On May 21, the National Cyber Security Association (NCA) held a seminar on "The maturity level of Vietnamese enterprises and organizations in being ready to respond to incidents".
The digital transformation process is taking place strongly, along with that, the number of cyber attacks is constantly increasing in both quantity and severity. However, most Vietnamese enterprises still do not have the necessary capacity, processes or preparation to deal with cybersecurity incidents.
According to statistics from NCA, in 2024, there will be up to 659,000 different cybersecurity attacks, affecting about 46.15% of agencies and businesses.
52.89% of enterprises and organizations in Vietnam do not have adequate technological solutions to respond to cybersecurity incidents; 56.16% do not have enough specialized personnel for cybersecurity.
According to Cisco's report, only 11% of businesses and organizations are mature enough to respond to incidents.
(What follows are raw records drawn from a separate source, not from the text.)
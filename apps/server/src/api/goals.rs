use std::sync::Arc;

use crate::{error::ApiResult, main_lib::AppState};
use axum::{
    extract::{Path, State},
    http::StatusCode,
    routing::{delete, get, post},
    Json, Router,
};
use chrono::Utc;
use financegpt_core::{
    validation::{validate_add_funds, validate_goal, AddFundsForm, GoalForm},
    Error as CoreError, Goal, GoalProgress,
};

async fn get_goals(State(state): State<Arc<AppState>>) -> ApiResult<Json<Vec<Goal>>> {
    let goals = state.data_service.get_goals()?;
    Ok(Json(goals))
}

async fn create_goal(
    State(state): State<Arc<AppState>>,
    Json(form): Json<GoalForm>,
) -> ApiResult<(StatusCode, Json<Goal>)> {
    let new_goal = validate_goal(&form, Utc::now())?;
    let goal = state.data_service.add_goal(new_goal).await?;
    Ok((StatusCode::CREATED, Json(goal)))
}

async fn delete_goal(
    Path(id): Path<String>,
    State(state): State<Arc<AppState>>,
) -> ApiResult<StatusCode> {
    let _ = state.data_service.remove_goal(&id).await?;
    Ok(StatusCode::NO_CONTENT)
}

async fn add_funds(
    Path(id): Path<String>,
    State(state): State<Arc<AppState>>,
    Json(form): Json<AddFundsForm>,
) -> ApiResult<Json<Goal>> {
    let amount = validate_add_funds(&form)?;
    let goal = state.data_service.add_funds_to_goal(&id, amount).await?;
    Ok(Json(goal))
}

async fn get_goal_progress(
    Path(id): Path<String>,
    State(state): State<Arc<AppState>>,
) -> ApiResult<Json<GoalProgress>> {
    let goals = state.data_service.get_goals()?;
    let goal = goals
        .iter()
        .find(|g| g.id == id)
        .ok_or_else(|| CoreError::not_found("Goal", id.as_str()))?;
    Ok(Json(GoalProgress::of(goal)))
}

pub fn router() -> Router<Arc<AppState>> {
    Router::new()
        .route("/goals", get(get_goals).post(create_goal))
        .route("/goals/{id}", delete(delete_goal))
        .route("/goals/{id}/funds", post(add_funds))
        .route("/goals/{id}/progress", get(get_goal_progress))
}
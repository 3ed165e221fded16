//! Goals module - domain models and progress projections.

mod goal_progress;
mod goals_model;

pub use goal_progress::{goal_progress_pct, months_to_goal, GoalProgress, TimeToGoal};
pub use goals_model::{Goal, GoalCategory, NewGoal};

#[cfg(test)]
mod goals_tests;
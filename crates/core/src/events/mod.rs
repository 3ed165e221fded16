//! Domain events module.
//!
//! Event types and the sink trait the data service emits through after
//! each successful mutation.

mod domain_event;
mod sink;

pub use domain_event::*;
pub use sink::*;
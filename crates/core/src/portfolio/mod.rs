//! Portfolio module - investment models, derived fields and aggregation.

pub mod portfolio_calculator;
mod portfolio_model;

pub use portfolio_calculator::{
    allocation_percentage, apply_day_change, recompute_investments, return_percentage, summarize,
};
pub use portfolio_model::*;

#[cfg(test)]
mod portfolio_calculator_tests;
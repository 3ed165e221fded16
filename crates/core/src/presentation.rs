//! Icon and colour hints for categories.
//!
//! Kept apart from the entities so stored data carries no display state.

use serde::Serialize;

use crate::expenses::ExpenseCategory;
use crate::goals::GoalCategory;
use crate::portfolio::RiskLevel;

#[derive(Debug, Clone, Copy, PartialEq, Eq, Serialize)]
pub struct CategoryStyle {
    pub icon: &'static str,
    pub color: &'static str,
}

impl CategoryStyle {
    const fn new(icon: &'static str, color: &'static str) -> Self {
        Self { icon, color }
    }
}

pub trait Styled {
    fn style(&self) -> CategoryStyle;
}

pub fn category_style<T: Styled + ?Sized>(value: &T) -> CategoryStyle {
    value.style()
}

impl Styled for GoalCategory {
    fn style(&self) -> CategoryStyle {
        match self {
            GoalCategory::Vehicle => CategoryStyle::new("car", "primary"),
            GoalCategory::Home => CategoryStyle::new("home", "primary"),
            GoalCategory::Travel => CategoryStyle::new("plane", "primary"),
            GoalCategory::Education => CategoryStyle::new("graduation-cap", "primary"),
            GoalCategory::Health => CategoryStyle::new("heart", "primary"),
            _ => CategoryStyle::new("target", "primary"),
        }
    }
}

impl Styled for ExpenseCategory {
    fn style(&self) -> CategoryStyle {
        match self {
            ExpenseCategory::FoodAndDining => CategoryStyle::new("utensils", "orange"),
            ExpenseCategory::Transportation => CategoryStyle::new("car", "blue"),
            ExpenseCategory::Entertainment => CategoryStyle::new("film", "purple"),
            ExpenseCategory::Utilities => CategoryStyle::new("zap", "yellow"),
            ExpenseCategory::Healthcare => CategoryStyle::new("heart-pulse", "red"),
            ExpenseCategory::Shopping => CategoryStyle::new("shopping-bag", "pink"),
            ExpenseCategory::Education => CategoryStyle::new("book-open", "green"),
            ExpenseCategory::Others => CategoryStyle::new("receipt", "muted-foreground"),
        }
    }
}

impl Styled for RiskLevel {
    fn style(&self) -> CategoryStyle {
        match self {
            RiskLevel::High => CategoryStyle::new("trending-up", "destructive"),
            RiskLevel::Medium => CategoryStyle::new("activity", "yellow-600"),
            RiskLevel::Low => CategoryStyle::new("shield", "secondary"),
        }
    }
}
The main reasons for Vietnam's low response capacity include: Lack of basic, synchronous cybersecurity solutions to protect the system; technology, digital transformation that is constantly updated, in which the explosion of AI makes it difficult for businesses to adapt; the strong development of professional cybercriminal groups, including cross-border groups with very high qualifications; the shortage of specialized personnel and network safety and security skills of the majority of users is still limited.
According to Mr. Vu Ngoc Son - Head of Technology Research Department, NCA: "Enterprise and organization leaders must be the first to proactively participate in solving the problem of incident response capacity. Cyber security is not a "posthumously calculatable" game, but a strategic responsibility that needs to be prepared in advance, early. Establishing technology solutions, building response processes, raising awareness, practicing and cooperating with experts should be an inevitable part of the risk management plan of every business, whether large or small".
According to NCA experts, improvement should be started right from the weakest component of each system, which is humans. Training cybersecurity awareness and skills for each individual in the organization needs to be done regularly. When the entire apparatus has enough knowledge and skills in cybersecurity, other solutions such as technology and processes can be effective.
In terms of technology, in the context of increasingly sophisticated cyber threats, businesses and organizations need to invest in solutions synchronously.
Accordingly, it is necessary to deploy centralized cybersecurity management solutions, integrating data analysis capabilities using AI and connecting with digital security intelligence sources to monitor, detect and respond early to potential risks.
In addition, it is mandatory to develop a clear incident response process, assign specific responsibilities, have available handling scenarios and support tools.
In particular, businesses need to prepare in advance for communication from authorities and associations to be able to coordinate, report and handle incidents promptly. Proactiveness and strategy are the key to minimizing damage and protecting business operations in the digital environment.